John Sherman Billingsley (March 10, 1896 – October 4, 1966) was an American nightclub owner and former bootlegger who was the founder and owner of New York's Stork Club.

Life and career
John Sherman Billingsley was the youngest child of Robert Billingsley and Emily Collingsworth. He was born in Enid, Oklahoma, on March 10, 1896. (In later years, Billingsley said he was born in 1900, but this is refuted by both the 1930 census and the Social Security Death Index.) His parents had settled in Enid following the 1893 land run. The Billingsley children attended school in a one-room schoolhouse, riding a horse to get to school. When an older brother committed a homicide and was sent to prison, the family relocated to Anadarko to be near him. Upon the brother's release, he enlisted Sherman as an assistant in his bootlegging business.

The family moved again, this time to Oklahoma City, where Sherman was again drawn into the bootlegging business by another of his older brothers. This business extended into Omaha, Toledo, and Detroit.
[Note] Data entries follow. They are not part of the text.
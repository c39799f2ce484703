//! The score holder: a mutable accumulator with an undo protocol.

mod ledger;


use std::collections::HashMap;

use planshift_core::{ConstraintRef, Score, ScoreValue};

use crate::error::HolderError;

pub use ledger::{ConstraintMatch, ConstraintMatchTotal};

/// Opaque handle naming one evaluation context.
///
/// An evaluation context is the set of facts whose retraction must roll
/// back the match it produced - in rule-engine terms, one activation. The
/// constraint-evaluation layer allocates these and guarantees a live
/// handle is never reused until its match has been undone.
#[derive(Debug, Clone, Copy, PartialEq, Eq, Hash)]
pub struct MatchContext(pub u64);

/// The pending reversal for one live constraint match.
///
/// A tagged record rather than a closure: it captures the exact weight to
/// subtract, so undo restores the pre-add magnitude without recomputation
/// (and without rounding drift on decimal levels).
#[derive(Debug, Clone, Copy)]
struct Reversal<V> {
    level_index: usize,
    weight: V,
}

/// Mutable, per-calculation-pass score accumulator.
///
/// Constraint evaluation writes into the holder as facts are asserted and
/// retracted: every add registers exactly one undo action keyed by its
/// evaluation context, and retraction triggers that undo. The sum of all
/// not-yet-undone adds always equals the current per-level magnitudes, so
/// score maintenance costs O(changed matches) instead of O(all
/// constraints).
///
/// A holder is exclusively owned by one score director and never shared
/// across threads; a child thread's director gets an independent holder
/// with the same level layout.
///
/// # Example
///
/// ```
/// use planshift_core::ConstraintRef;
/// use planshift_scoring::{MatchContext, ScoreHolder};
///
/// let conflict = ConstraintRef::new("", "Conflict");
/// let mut holder = ScoreHolder::<i64>::new(1, 1);
/// holder
///     .add_hard_constraint_match(MatchContext(1), &conflict, 0, -5)
///     .unwrap();
///
/// let score = holder.extract_score(0);
/// assert!(!score.is_feasible());
///
/// holder.undo(MatchContext(1)).unwrap();
/// assert!(holder.extract_score(0).is_feasible());
/// ```
pub struct ScoreHolder<V: ScoreValue> {
    hard_scores: Vec<V>,
    soft_scores: Vec<V>,
    undo_registry: HashMap<MatchContext, Reversal<V>>,
    /// Present only when constraint-match explanation is enabled.
    ledger: Option<HashMap<MatchContext, ConstraintMatch<V>>>,
}

impl<V: ScoreValue> ScoreHolder<V> {
    /// Creates a holder with all levels at zero.
    pub fn new(hard_levels: usize, soft_levels: usize) -> Self {
        ScoreHolder {
            hard_scores: vec![V::zero(); hard_levels],
            soft_scores: vec![V::zero(); soft_levels],
            undo_registry: HashMap::new(),
            ledger: None,
        }
    }

    /// Enables the constraint-match ledger.
    ///
    /// Tracking costs one ledger entry per live match; leave it off in
    /// hot solving runs and turn it on for score explanation.
    pub fn with_constraint_match_tracking(mut self) -> Self {
        self.ledger = Some(HashMap::new());
        self
    }

    /// Returns true if the constraint-match ledger is enabled.
    pub fn constraint_match_tracking_enabled(&self) -> bool {
        self.ledger.is_some()
    }

    /// Returns the number of hard levels.
    pub fn hard_level_count(&self) -> usize {
        self.hard_scores.len()
    }

    /// Returns the number of soft levels.
    pub fn soft_level_count(&self) -> usize {
        self.soft_scores.len()
    }

    /// Total number of levels, hard levels first in flat indexing.
    pub fn level_count(&self) -> usize {
        self.hard_scores.len() + self.soft_scores.len()
    }

    /// Returns the running magnitude of a hard level.
    ///
    /// # Panics
    /// Panics if the level is out of bounds.
    pub fn hard_score(&self, hard_level: usize) -> V {
        self.hard_scores[hard_level]
    }

    /// Returns the running magnitude of a soft level.
    ///
    /// # Panics
    /// Panics if the level is out of bounds.
    pub fn soft_score(&self, soft_level: usize) -> V {
        self.soft_scores[soft_level]
    }

    /// Number of matches whose undo has not run yet.
    pub fn pending_match_count(&self) -> usize {
        self.undo_registry.len()
    }

    /// Adds `weight` to a hard level and registers the paired undo.
    ///
    /// `weight` is negative for a penalty, positive for a reward.
    pub fn add_hard_constraint_match(
        &mut self,
        context: MatchContext,
        constraint: &ConstraintRef,
        hard_level: usize,
        weight: V,
    ) -> Result<(), HolderError> {
        if hard_level >= self.hard_scores.len() {
            return Err(HolderError::LevelIndexOutOfRange {
                index: hard_level,
                level_count: self.hard_scores.len(),
            });
        }
        self.register(context, constraint, hard_level, weight)
    }

    /// Adds `weight` to a soft level and registers the paired undo.
    pub fn add_soft_constraint_match(
        &mut self,
        context: MatchContext,
        constraint: &ConstraintRef,
        soft_level: usize,
        weight: V,
    ) -> Result<(), HolderError> {
        if soft_level >= self.soft_scores.len() {
            return Err(HolderError::LevelIndexOutOfRange {
                index: soft_level,
                level_count: self.soft_scores.len(),
            });
        }
        self.register(context, constraint, self.hard_scores.len() + soft_level, weight)
    }

    /// Adds `weight` at a flat level index (hard levels first).
    pub fn add_constraint_match(
        &mut self,
        context: MatchContext,
        constraint: &ConstraintRef,
        level_index: usize,
        weight: V,
    ) -> Result<(), HolderError> {
        if level_index >= self.level_count() {
            return Err(HolderError::LevelIndexOutOfRange {
                index: level_index,
                level_count: self.level_count(),
            });
        }
        self.register(context, constraint, level_index, weight)
    }

    fn register(
        &mut self,
        context: MatchContext,
        constraint: &ConstraintRef,
        level_index: usize,
        weight: V,
    ) -> Result<(), HolderError> {
        if self.undo_registry.contains_key(&context) {
            return Err(HolderError::DoubleRegistration { context });
        }
        let current = self.level_mut(level_index);
        *current = current
            .checked_add(weight)
            .ok_or(HolderError::ArithmeticOverflow { level_index })?;
        self.undo_registry.insert(
            context,
            Reversal {
                level_index,
                weight,
            },
        );
        if let Some(ledger) = &mut self.ledger {
            ledger.insert(
                context,
                ConstraintMatch {
                    constraint: constraint.clone(),
                    level_index,
                    weight,
                },
            );
        }
        Ok(())
    }

    /// Rolls back the match registered for `context`.
    ///
    /// Subtracts the exact stored weight, never a recomputed one. Invoked
    /// when the evaluation context that produced the match is retracted.
    pub fn undo(&mut self, context: MatchContext) -> Result<(), HolderError> {
        let reversal = self
            .undo_registry
            .remove(&context)
            .ok_or(HolderError::UnknownContext { context })?;
        let current = self.level_mut(reversal.level_index);
        *current = current
            .checked_sub(reversal.weight)
            .ok_or(HolderError::ArithmeticOverflow {
                level_index: reversal.level_index,
            })?;
        if let Some(ledger) = &mut self.ledger {
            ledger.remove(&context);
        }
        Ok(())
    }

    /// Snapshots the current magnitudes into an immutable [`Score`].
    ///
    /// A pure read: accumulator state persists for subsequent incremental
    /// updates.
    ///
    /// # Panics
    /// Panics if `init_score` is positive.
    pub fn extract_score(&self, init_score: i32) -> Score<V> {
        Score::of(
            init_score,
            self.hard_scores.clone(),
            self.soft_scores.clone(),
        )
    }

    /// Zeroes all levels and drops every pending undo and ledger entry.
    ///
    /// The level layout is preserved.
    pub fn reset(&mut self) {
        for level in self.hard_scores.iter_mut().chain(self.soft_scores.iter_mut()) {
            *level = V::zero();
        }
        self.undo_registry.clear();
        if let Some(ledger) = &mut self.ledger {
            ledger.clear();
        }
    }

    /// Per-constraint, per-level totals of the live (not yet undone)
    /// matches. `None` when tracking is disabled.
    pub fn constraint_match_totals(&self) -> Option<Vec<ConstraintMatchTotal<V>>> {
        let ledger = self.ledger.as_ref()?;
        let mut totals: HashMap<(String, usize), ConstraintMatchTotal<V>> = HashMap::new();
        for m in ledger.values() {
            let entry = totals
                .entry((m.constraint.full_name(), m.level_index))
                .or_insert_with(|| ConstraintMatchTotal {
                    constraint: m.constraint.clone(),
                    level_index: m.level_index,
                    match_count: 0,
                    weight_total: V::zero(),
                });
            entry.match_count += 1;
            entry.weight_total = entry.weight_total + m.weight;
        }
        let mut totals: Vec<_> = totals.into_values().collect();
        totals.sort_by(|a, b| {
            a.constraint
                .full_name()
                .cmp(&b.constraint.full_name())
                .then(a.level_index.cmp(&b.level_index))
        });
        Some(totals)
    }

    fn level_mut(&mut self, level_index: usize) -> &mut V {
        let hard_count = self.hard_scores.len();
        if level_index < hard_count {
            &mut self.hard_scores[level_index]
        } else {
            &mut self.soft_scores[level_index - hard_count]
        }
    }
}
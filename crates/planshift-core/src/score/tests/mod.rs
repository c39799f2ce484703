mod arithmetic;
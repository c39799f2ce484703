//! Termination collaborators polled between solver iterations.

mod external;
mod time;

pub use external::ExternalTermination;
pub use time::TimeTermination;

use std::fmt::Debug;

use planshift_core::PlanningSolution;
use planshift_scoring::ScoreDirector;

use crate::scope::SolverScope;

/// Decides when a solver run should stop.
///
/// Checked cooperatively between iterations, right after
/// [`SolverScope::check_yielding`], so a stop requested while the thread
/// was parked is observed without extra latency.
pub trait Termination<S: PlanningSolution, D: ScoreDirector<S>>: Send + Debug {
    fn is_terminated(&self, solver_scope: &SolverScope<S, D>) -> bool;
}
use std::time::Duration;

use planshift_core::PlanningSolution;
use planshift_scoring::ScoreDirector;

use crate::scope::SolverScope;

use super::Termination;

/// Terminates once the run has spent a fixed wall-clock budget.
#[derive(Debug, Clone, Copy)]
pub struct TimeTermination {
    spent_limit: Duration,
}

impl TimeTermination {
    pub fn new(spent_limit: Duration) -> Self {
        TimeTermination { spent_limit }
    }

    pub fn millis(ms: u64) -> Self {
        Self::new(Duration::from_millis(ms))
    }

    pub fn seconds(secs: u64) -> Self {
        Self::new(Duration::from_secs(secs))
    }

    pub fn spent_limit(&self) -> Duration {
        self.spent_limit
    }
}

impl<S, D> Termination<S, D> for TimeTermination
where
    S: PlanningSolution,
    D: ScoreDirector<S>,
{
    // A scope that has not started yet cannot have spent its budget.
    fn is_terminated(&self, solver_scope: &SolverScope<S, D>) -> bool {
        solver_scope
            .calculate_time_spent_up_to_now()
            .is_ok_and(|spent| spent >= self.spent_limit)
    }
}
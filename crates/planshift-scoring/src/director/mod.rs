//! Score directors: working-solution ownership and score calculation.

mod holder_director;
mod traits;


pub use holder_director::HolderScoreDirector;
pub use traits::{ChildThreadType, ScoreDirector};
In Detroit at age 18, Billingsley was arrested and convicted on federal charges. He was sentenced to 15 months in prison, and spent time in Leavenworth before his conviction was reversed. When his brother ran out on his Detroit mob partners, he left for New York, with Sherman joining him within a short time. Billingsley began buying drug stores in New York City and even started his own real estate office to help him acquire drug stores.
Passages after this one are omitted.